The rfkill is controlled by the embedded EC, which is driven by the ideapad-laptop module. This module tweaks some wrong bits on the Yoga 2, but thankfully not in a way that permanently breaks stuff.

The EC presents itself as an ACPI platform device, with enumerated commands and a property read and write method. The structure is fairly obvious if you look at the ideapad-laptop.c in your local linux source tree.

There are 3 bits of interest: VPCCMD_W_RF: turns on/off RF devices in general? This one is interesting, as it's not used in ideapad_laptop.c, but its inverse, VPCCMD_R_RF -is-. VPCCMD_W_BT: turns on/off Bluetooth devices. VPCCMD_W_WIFI: turns on/of wi-fi.

For each of these commands, sending a 1 to them turns their function on, and 0 turns them off. I suspect that the W_RF is actually non-functional on the yogas.
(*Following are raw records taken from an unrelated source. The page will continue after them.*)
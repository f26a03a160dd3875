//! Cryptocurrency Address Classification
//!
//! This crate decides whether a string is a valid address for a given
//! blockchain network and, if it is, returns a typed, checksum-verified
//! [`CanonicalAddress`].
//!
//! # Overview
//!
//! Many networks share an encoding and differ only in version bytes or the
//! bech32 human-readable part. Classification therefore runs in two layers:
//! - **Codecs**: one adapter per encoding, unaware of the requesting network
//! - **Rules**: per network, the codecs to try in order and the prefix or HRP
//!   check to apply to what they decode
//!
//! Segwit chains try bech32 before Base58Check, Bitcoin Cash tries CashAddr
//! before its legacy form, and single-format chains have exactly one codec.
//!
//! # Example
//!
//! ```rust
//! use coin_address::{classify, diagnose, CanonicalAddress, NetworkId};
//!
//! let genesis = "1A1zP1eP5QGefi2DMPTfTL5SLmv7DivfNa";
//!
//! let address = classify(NetworkId::Bitcoin, genesis).unwrap();
//! assert!(matches!(address, CanonicalAddress::Legacy(_)));
//! assert_eq!(address.to_string(), genesis);
//!
//! // Bitcoin Cash still accepts the legacy form.
//! assert!(classify(NetworkId::BitcoinCash, genesis).is_some());
//!
//! // Rejections carry a reason when asked for one.
//! assert!(classify(NetworkId::Litecoin, genesis).is_none());
//! assert!(diagnose(NetworkId::Litecoin, genesis).is_err());
//! ```

mod address;
mod classify;
mod codecs;
mod error;
mod registry;
mod rules;
mod types;

pub use address::{
    Bech32Address, CanonicalAddress, EosAddress, EosKeyKind, HashAddress, IconAddress, IconKind,
    LegacyAddress, ScriptKind, SegwitAddress, TezosAddress, TezosKind,
};
pub use classify::{classify, diagnose, is_valid_address};
pub use codecs::{
    AddressCodec, AionCodec, CashAddrCodec, CosmosCodec, DecredCodec, EosCodec, EvmChecksum,
    EvmCodec, Family, GrapheneCodec, GroestlLegacyCodec, IconCodec, IoTeXCodec, IostCodec,
    LegacyCodec, NanoCodec, NimiqCodec, NulsCodec, SegwitCodec, SemuxCodec, StellarCodec,
    TezosCodec, VersionedCodec, WavesCodec, ZcashTransparentCodec, ZilliqaCodec,
};
pub use error::{AddressError, RegistryError};
pub use registry::{
    check_prefix_table, hrp_for, prefix_usage, prefixes_for, Hrp, PrefixSet, SharedPrefix,
    SHARED_PREFIXES,
};
pub use rules::{priority, rules_for, Acceptance, Rule};
pub use types::{CompressedPublicKey, Hash160, NetworkId, PublicKey32};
The ideapad-laptop driver will see its setting though, and turn on the persistent rfkill flags for the BT and WIFI devices.

I fixed this by compiling a local version of the ideapad-laptop.c driver that executes the following commands as soon as it can, then has the module abort:

write_ec_cmd(ideapad_handle, VPCCMD_W_RF, 1);
write_ec_cmd(ideapad_handle, VPCCMD_W_BT, 1);
write_ec_cmd(ideapad_handle, VPCCMD_W_WIFI, 1);

After that, I made sure to keep the ideapad-laptop module with the blacklist ideapad-laptop option in a file in /etc/modprobe.d/whatever.conf.

I've been working fine since.

Unfortunately, the ideapad-laptop module has changed from one kernel version to another, so I can't just dump a built module for full source file, but if you search that file for write_ec_cmd strings, and build your own copy of that file with instructions like those at https://www.kernel.org/doc/Documentation/kbuild/modules.txt for building external modules, you could be fine.

You'll probably want to put it in one of the debugfs files so you can run it by catting a debugfs file, then unload the module before you accidentally hit a rfkill button.

You should then be able to rfkill list and see yourself unblocked!

-1

BIOS update available solved it for me.